山﨑千尋さん
小学生の頃から、家族の影響で美術だけでなく、音楽もやっていました。
外でサッカーをやったりして遊んでいたのですが、絵や音楽は『女の子がやるもの』というイメージが強く、それを自分が好きなことはなんとなく周りには恥ずかしく、言えないでいました。
中学生になり、初めて人前で絵を描いた時に褒められたことが、今まで「恥ずかしい」と思っていたせいかとても嬉しかったのを今でも覚えています。
やりたいことはいろいろありますが、今なんとなく浮かぶのは『そこでしか体験・実感できない』ことを「いろいろな距離感の人たち」に向けてやりたいということです。
今回のイベント(https://aomori-artscouncil.jp/2015/08/26/1073)は、「市民のみなさん」「ここにいる人達」に向けたものですが、準備段階でもたくさんのお店でいろいろな人とコミュニケーションをとることで、得ることや感じるものがたくさんあります。

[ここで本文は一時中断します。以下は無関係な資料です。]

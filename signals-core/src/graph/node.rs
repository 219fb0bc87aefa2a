//! Graph Nodes
//!
//! This module defines the node types that live in the dependency graph.
//!
//! Each node has a role fixed at creation. Signals are pure sources and carry
//! no status at all; computeds, effects and scopes are subscribers and each
//! carry a [`Status`] describing where they stand in the current propagation.

use std::rc::{Rc, Weak};

use super::link::LinkId;

slotmap::new_key_type! {
    /// Unique identifier for a node in the dependency graph.
    ///
    /// Ids are generational: once a node is freed, its id never resolves to
    /// another node.
    pub struct NodeId;
}

/// The kind of node in the dependency graph.
#[derive(Debug, Clone, Copy, PartialEq, Eq, Hash)]
pub enum NodeKind {
    /// A source node (signal). These are the roots of the graph.
    Signal,

    /// A derived node. Caches a value computed from its dependencies.
    Computed,

    /// An effect node. Runs its callback when its dependencies change.
    Effect,

    /// A grouping node that owns the effects created inside it.
    Scope,
}

/// How far a subscriber's cached state can be trusted.
#[derive(Debug, Clone, Copy, PartialEq, Eq, PartialOrd, Ord, Default)]
pub enum Freshness {
    /// Up-to-date.
    #[default]
    Clean,

    /// Some transitive dependency changed. A dirty check decides whether
    /// this node really has to re-run.
    Pending,

    /// A direct dependency changed. Must re-run before its value is used.
    Dirty,
}

/// Propagation state of a subscriber node.
#[derive(Debug, Clone, Copy, PartialEq, Eq, Default)]
pub struct Status {
    pub freshness: Freshness,

    /// The node's body is running and its dependency list is being rebuilt.
    pub tracking: bool,

    /// Already reached by the current propagation (and queued, for effects).
    pub notified: bool,

    /// Reached by a propagation while it was tracking.
    pub recursed: bool,

    /// An inner effect owned by this node needs a flush even though the node
    /// itself may be clean. Only effects and scopes own inner effects.
    pub pending_inner: bool,
}

impl Status {
    pub(crate) fn dirty() -> Self {
        Self {
            freshness: Freshness::Dirty,
            ..Self::default()
        }
    }

    /// Whether a propagation has left a mark on this node.
    pub fn is_propagated(&self) -> bool {
        self.freshness != Freshness::Clean || self.pending_inner
    }

    pub(crate) fn has(&self, target: Target) -> bool {
        match target {
            Target::Dirty => self.freshness == Freshness::Dirty,
            Target::Pending => self.freshness >= Freshness::Pending,
            Target::PendingInner => self.pending_inner,
        }
    }

    pub(crate) fn apply(&mut self, target: Target) {
        match target {
            Target::Dirty => self.freshness = Freshness::Dirty,
            Target::Pending => {
                if self.freshness == Freshness::Clean {
                    self.freshness = Freshness::Pending;
                }
            }
            Target::PendingInner => self.pending_inner = true,
        }
    }
}

/// The mark a propagation leaves on the subscribers of one level.
#[derive(Debug, Clone, Copy, PartialEq, Eq)]
pub(crate) enum Target {
    Dirty,
    Pending,
    PendingInner,
}

/// A cached derivation that can be brought up to date.
pub(crate) trait Recompute {
    /// Run the getter and store its result. Returns whether the value changed.
    fn recompute(&self) -> bool;
}

/// Role-specific payload of a node.
pub(crate) enum Role {
    Signal,
    Computed {
        status: Status,
        body: Weak<dyn Recompute>,
    },
    Effect {
        status: Status,
        body: Rc<dyn Fn()>,
    },
    Scope {
        status: Status,
    },
}

/// A node in the dependency graph.
pub(crate) struct Node {
    pub(crate) role: Role,

    /// Head of the list of links to the nodes this node reads from.
    pub(crate) deps: Option<LinkId>,

    /// Tracking cursor into `deps`. Everything up to and including it was
    /// read during the current evaluation; outside of tracking it is the
    /// last dependency.
    pub(crate) deps_tail: Option<LinkId>,

    /// Head of the list of links to the nodes that read this node.
    pub(crate) subs: Option<LinkId>,
    pub(crate) subs_tail: Option<LinkId>,
}

impl Node {
    pub(crate) fn new(role: Role) -> Self {
        Self {
            role,
            deps: None,
            deps_tail: None,
            subs: None,
            subs_tail: None,
        }
    }

    pub(crate) fn kind(&self) -> NodeKind {
        match self.role {
            Role::Signal => NodeKind::Signal,
            Role::Computed { .. } => NodeKind::Computed,
            Role::Effect { .. } => NodeKind::Effect,
            Role::Scope { .. } => NodeKind::Scope,
        }
    }

    pub(crate) fn status(&self) -> Option<&Status> {
        match &self.role {
            Role::Signal => None,
            Role::Computed { status, .. }
            | Role::Effect { status, .. }
            | Role::Scope { status } => Some(status),
        }
    }

    pub(crate) fn status_mut(&mut self) -> Option<&mut Status> {
        match &mut self.role {
            Role::Signal => None,
            Role::Computed { status, .. }
            | Role::Effect { status, .. }
            | Role::Scope { status } => Some(status),
        }
    }

    /// Effects and scopes: nodes that are flushed rather than read.
    pub(crate) fn is_effect_like(&self) -> bool {
        matches!(self.role, Role::Effect { .. } | Role::Scope { .. })
    }
}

見たこともない人や言葉が通じない外国人のように、物理的な距離感がある人
自分が死んだあと、すなわち時間的な距離感がある人
といった、自分が全然知らない人にも投げかけるような「距離感」も大事だと思っています。
さらに、その幅を広くしたり狭くしたり、そんな抑揚を持って制作に取り組めたらいいなと思います。
アート・音楽に限ったことではありませんが、「矛盾した気持ちを表現できる」ということにとても救われています。
『こう思っている』が、実は『逆のことも考えている』。
こういうことは伝えるのが難しいですよね。
飲み屋などで長い時間話をすればわかるかもしれませんが(笑)。
アートという表現手段がないと、生きてはいけますが「モヤモヤ」します。
家に帰って思い返したとき、あのとき僕が言ったひとことひとことが、「こういう風に思われたんだろうな」「伝わっていないことがあるんだろうな」とか、「どっちが表でどっちが裏なのか伝わっていないんだろうな」といった風に後悔をしたくないので、助かります。
そんな「モヤモヤが消化できる」ところが、アートの魅力かなと思います。
山﨑千尋 Chihiro YAMAZAKI
電子、身体、建物などあらゆる物事を絵画材料として捉え、時には自ら道具を発明し、それらを利用して平面作品を展開。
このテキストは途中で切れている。